Pour déconstruire l’être, le principe, le fondement ou le sujet substantiel, bref, ce que la philosophie a reconnu comme Idée à partir d’une modélisation de la réalité, il faut opposer au modèle, non pas sa copie conforme, l’icône, mais son image infidèle, que Platon nommait « idole », « ombre » ou « fantasme », et que nous nommons volontiers « simulacre ». C’est dire que toute l’entreprise moderne, ou postmoderne, de pensée se tient sous le signe, non pas de l’idéalisation ou de la modélisation de la réalité, mais de la simulation d’un réel qui se disperse dans le scintillement des simulacres. C’est une telle trace que j’ai suivie dans plusieurs ouvrages où j’ai rencontré, soit les simulacres de Deleuze qui effectuaient « la plus innocente de toutes les destructions, celle du platonisme » (Logique du sens), soit les « fausses unités de simulacre » de Derrida (Positions) qui déconstruisaient toute possibilité de sens, que ce soit dans l’être, dans la pensée ou dans le langage.

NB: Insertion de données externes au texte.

//! Coercions and explicit casts.
//!
//! | from \ to | bool | nr | int | text | char | arrays |
//! |---|---|---|---|---|---|---|
//! | bool | self | NaN | - | `true`/`false` | - | - |
//! | int | 0, 1 | self | self | digits | single digit | `int[]` of digits |
//! | decimal | - | self | truncated | expansion | - | - |
//! | conceptual | - | self | - | name | - | - |
//! | text | `true`/`false` | NaN | parsed | self | length one | `char[]`, `text[]` |
//! | char | - | NaN | digit | itself | self | - |
//! | array | - | NaN | - | `[a, b]` | - | same dimensions |
//!
//! `-` is a casting error. Casting to `var` or to the value's own type is the
//! identity.

use num_bigint::BigInt;
use num_traits::{One, Signed, Zero};
use psc_types::{DataType, SingleType};

use crate::error::{ValueError, ValueResult};
use crate::number::Number;
use crate::value::{ArrayValue, Value};

impl Value {
    fn casting(&self, to: DataType) -> ValueError {
        ValueError::Casting {
            from: self.data_type(),
            to,
        }
    }

    pub fn as_bool(&self) -> ValueResult<bool> {
        match self {
            Value::Bool(b) => Ok(*b),
            Value::Number(Number::Int(n)) if n.is_zero() => Ok(false),
            Value::Number(Number::Int(n)) if n.is_one() => Ok(true),
            Value::Text(s) if s == "true" => Ok(true),
            Value::Text(s) if s == "false" => Ok(false),
            _ => Err(self.casting(DataType::BOOL)),
        }
    }

    /// Numbers are themselves, everything else is NaN.
    pub fn as_number(&self) -> Number {
        match self {
            Value::Number(n) => n.clone(),
            _ => Number::NAN,
        }
    }

    pub fn as_int(&self) -> ValueResult<Number> {
        let fail = || self.casting(DataType::INT);
        match self {
            Value::Number(n) => n.trunc().map(Number::Int).ok_or_else(fail),
            Value::Text(s) => {
                let body = s.strip_prefix('-').unwrap_or(s);
                if body.is_empty() || !body.bytes().all(|b| b.is_ascii_digit()) {
                    return Err(fail());
                }
                let n: BigInt = s.parse().map_err(|_| fail())?;
                Number::int(n)
            }
            Value::Char(c) => c
                .to_digit(10)
                .map(|d| Number::from(i64::from(d)))
                .ok_or_else(fail),
            Value::Bool(_) | Value::Array(_) => Err(fail()),
        }
    }

    pub fn as_text(&self) -> String {
        match self {
            Value::Text(s) => s.clone(),
            other => other.to_string(),
        }
    }

    pub fn as_char(&self) -> ValueResult<char> {
        match self {
            Value::Char(c) => Ok(*c),
            Value::Text(s) => {
                let mut chars = s.chars();
                match (chars.next(), chars.next()) {
                    (Some(c), None) => Ok(c),
                    _ => Err(self.casting(DataType::CHAR)),
                }
            }
            Value::Number(Number::Int(n)) if !n.is_negative() && n < &BigInt::from(10u8) => {
                let digit = n.to_string();
                digit.chars().next().ok_or_else(|| self.casting(DataType::CHAR))
            }
            _ => Err(self.casting(DataType::CHAR)),
        }
    }

    /// Convert to `target`.
    pub fn cast(&self, target: DataType) -> ValueResult<Value> {
        if target == self.data_type() || target == DataType::VAR {
            return Ok(self.clone());
        }
        if target.is_array() {
            return self.cast_to_array(target);
        }
        match target.base {
            SingleType::Var => Ok(self.clone()),
            SingleType::Bool => self.as_bool().map(Value::Bool),
            SingleType::Nr => Ok(Value::Number(self.as_number())),
            SingleType::Int => self.as_int().map(Value::Number),
            SingleType::Text => Ok(Value::Text(self.as_text())),
            SingleType::Char => self.as_char().map(Value::Char),
        }
    }

    /// Returns `true` if [`Value::cast`] to `target` would succeed.
    pub fn can_cast_to(&self, target: DataType) -> bool {
        self.cast(target).is_ok()
    }

    fn cast_to_array(&self, target: DataType) -> ValueResult<Value> {
        let element_type = target.element_type().unwrap_or(DataType::VAR);
        let parts: Vec<Value> = match self {
            Value::Array(a) => {
                if a.declared_type().dims != target.dims {
                    return Err(ValueError::InvalidDimension {
                        from: a.declared_type(),
                        to: target,
                    });
                }
                a.elements().to_vec()
            }
            Value::Number(Number::Int(n)) if !n.is_negative() && target.dims == 1 => n
                .to_string()
                .chars()
                .filter_map(|c| c.to_digit(10))
                .map(|d| Value::int(i64::from(d)))
                .collect(),
            Value::Text(s) if target.dims == 1 => s.chars().map(Value::Char).collect(),
            _ => return Err(self.casting(target)),
        };
        let elements = parts
            .iter()
            .map(|v| v.cast(element_type))
            .collect::<ValueResult<Vec<_>>>()
            .map_err(|_| self.casting(target))?;
        Ok(Value::Array(ArrayValue::new(target, elements)))
    }
}

#[cfg(test)]
mod tests {
    use super::*;

    fn arr(values: Vec<Value>) -> Value {
        Value::Array(ArrayValue::of(values))
    }

    fn half() -> Value {
        Value::Number(Number::ratio(1, 2).unwrap())
    }

    #[test]
    fn test_as_bool() {
        assert_eq!(Value::int(0).as_bool(), Ok(false));
        assert_eq!(Value::int(1).as_bool(), Ok(true));
        assert!(Value::int(2).as_bool().is_err());
        assert_eq!(Value::text("true").as_bool(), Ok(true));
        assert!(Value::text("yes").as_bool().is_err());
        assert!(half().as_bool().is_err());
    }

    #[test]
    fn test_as_number_defaults_to_nan() {
        assert!(Value::text("5").as_number().is_nan());
        assert!(Value::Bool(true).as_number().is_nan());
        assert_eq!(Value::int(5).as_number(), Number::from(5));
    }

    #[test]
    fn test_as_int() {
        assert_eq!(half().as_int(), Ok(Number::from(0)));
        assert_eq!(
            Value::Number(Number::ratio(-7, 2).unwrap()).as_int(),
            Ok(Number::from(-3))
        );
        assert_eq!(Value::text("-42").as_int(), Ok(Number::from(-42)));
        assert!(Value::text("4x").as_int().is_err());
        assert_eq!(Value::Char('7').as_int(), Ok(Number::from(7)));
        assert!(Value::Number(Number::NAN).as_int().is_err());
        assert_eq!(
            Value::Bool(true).as_int(),
            Err(ValueError::Casting {
                from: DataType::BOOL,
                to: DataType::INT
            })
        );
    }

    #[test]
    fn test_as_char() {
        assert_eq!(Value::text("x").as_char(), Ok('x'));
        assert!(Value::text("xy").as_char().is_err());
        assert_eq!(Value::int(4).as_char(), Ok('4'));
        assert!(Value::int(12).as_char().is_err());
    }

    #[test]
    fn test_cast_to_var_is_identity() {
        for v in [Value::Bool(false), half(), Value::text("t"), arr(vec![])] {
            assert_eq!(v.cast(DataType::VAR).unwrap(), v);
        }
    }

    #[test]
    fn test_cast_int_to_digit_array() {
        let digits = Value::int(305)
            .cast(DataType::array(SingleType::Int, 1))
            .unwrap();
        assert_eq!(digits.to_string(), "[3, 0, 5]");
        assert!(Value::int(-5)
            .cast(DataType::array(SingleType::Int, 1))
            .is_err());
    }

    #[test]
    fn test_cast_text_to_char_array() {
        let chars = Value::text("ab")
            .cast(DataType::array(SingleType::Char, 1))
            .unwrap();
        match chars {
            Value::Array(a) => {
                assert_eq!(a.elements(), &[Value::Char('a'), Value::Char('b')]);
                assert_eq!(a.declared_type(), DataType::array(SingleType::Char, 1));
            }
            other => panic!("expected array, got {other:?}"),
        }
    }

    #[test]
    fn test_array_cast_rechecks_elements() {
        let ints = arr(vec![Value::int(1), Value::int(2)]);
        let texts = ints.cast(DataType::array(SingleType::Text, 1)).unwrap();
        assert_eq!(texts.data_type(), DataType::array(SingleType::Text, 1));

        let words = arr(vec![Value::text("a")]);
        assert!(words.cast(DataType::array(SingleType::Int, 1)).is_err());
    }

    #[test]
    fn test_array_cast_requires_equal_dimensions() {
        let ints = arr(vec![Value::int(1)]);
        assert!(matches!(
            ints.cast(DataType::array(SingleType::Int, 2)),
            Err(ValueError::InvalidDimension { .. })
        ));
    }

    #[test]
    fn test_var_target_does_not_relax_dimensions() {
        let ints = arr(vec![Value::int(12), Value::int(3)]);
        assert!(matches!(
            ints.cast(DataType::array(SingleType::Var, 2)),
            Err(ValueError::InvalidDimension { .. })
        ));
        let widened = ints.cast(DataType::VAR_ARRAY).unwrap();
        assert_eq!(widened.to_string(), "[12, 3]");
        assert_eq!(widened.data_type(), DataType::VAR_ARRAY);
    }

    #[test]
    fn test_scalar_to_array_fails() {
        assert!(Value::Bool(true).cast(DataType::VAR_ARRAY).is_err());
        assert!(!half().can_cast_to(DataType::VAR_ARRAY));
        assert!(Value::text("ab").can_cast_to(DataType::array(SingleType::Text, 1)));
    }
}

Au fond, ce qui est en cause dans les multiples avatars de la déconstruction, c’est ce que Heidegger a appelé « le sens de l’être » qui s’est vu éclipsé par le non-sens du simulacre. Je suis donc passé de Platon à Heidegger, qui était réservé à l’égard de la philosophie platonicienne, tout en continuant à penser, comme il le reprochait d’ailleurs à Nietzsche, à l’intérieur du platonisme. Peut-on penser en dehors de Platon et s’arracher à la caverne ou s’enfouir en elle ? J’en ai toujours douté, les anti-platoniciens utilisant les armes de Platon au point de les retourner contre eux-mêmes. C’est le cas de la démarche de Heidegger après ce qu’il a nommé « le tournant » de l’être. En publiant avec Dominique Janicaud La Métaphysique à la limite (Puf, « Épiméthée », 1983 [1]), j’ai mis en évidence la figure cosmique du Geviert ou « Quadriparti ». Constituée, à partir d’une méditation sur les poèmes de Hölderlin, La Germanie et Le Rhin essentiellement, le Geviert articule en un même chiasme la Terre et le Ciel, les Dieux et les Hommes. Or, nous retrouvons là une formule de Platon dans le Gorgias, en 508 a, pour désigner « l’ordre du monde », cosmos, et qualifier ce que Heidegger appelle plus sobrement « le monde », die Welt. Est-il possible de s’arracher à cet ordre et de parier pour une acosmie comme l’affirment les déconstructeurs ?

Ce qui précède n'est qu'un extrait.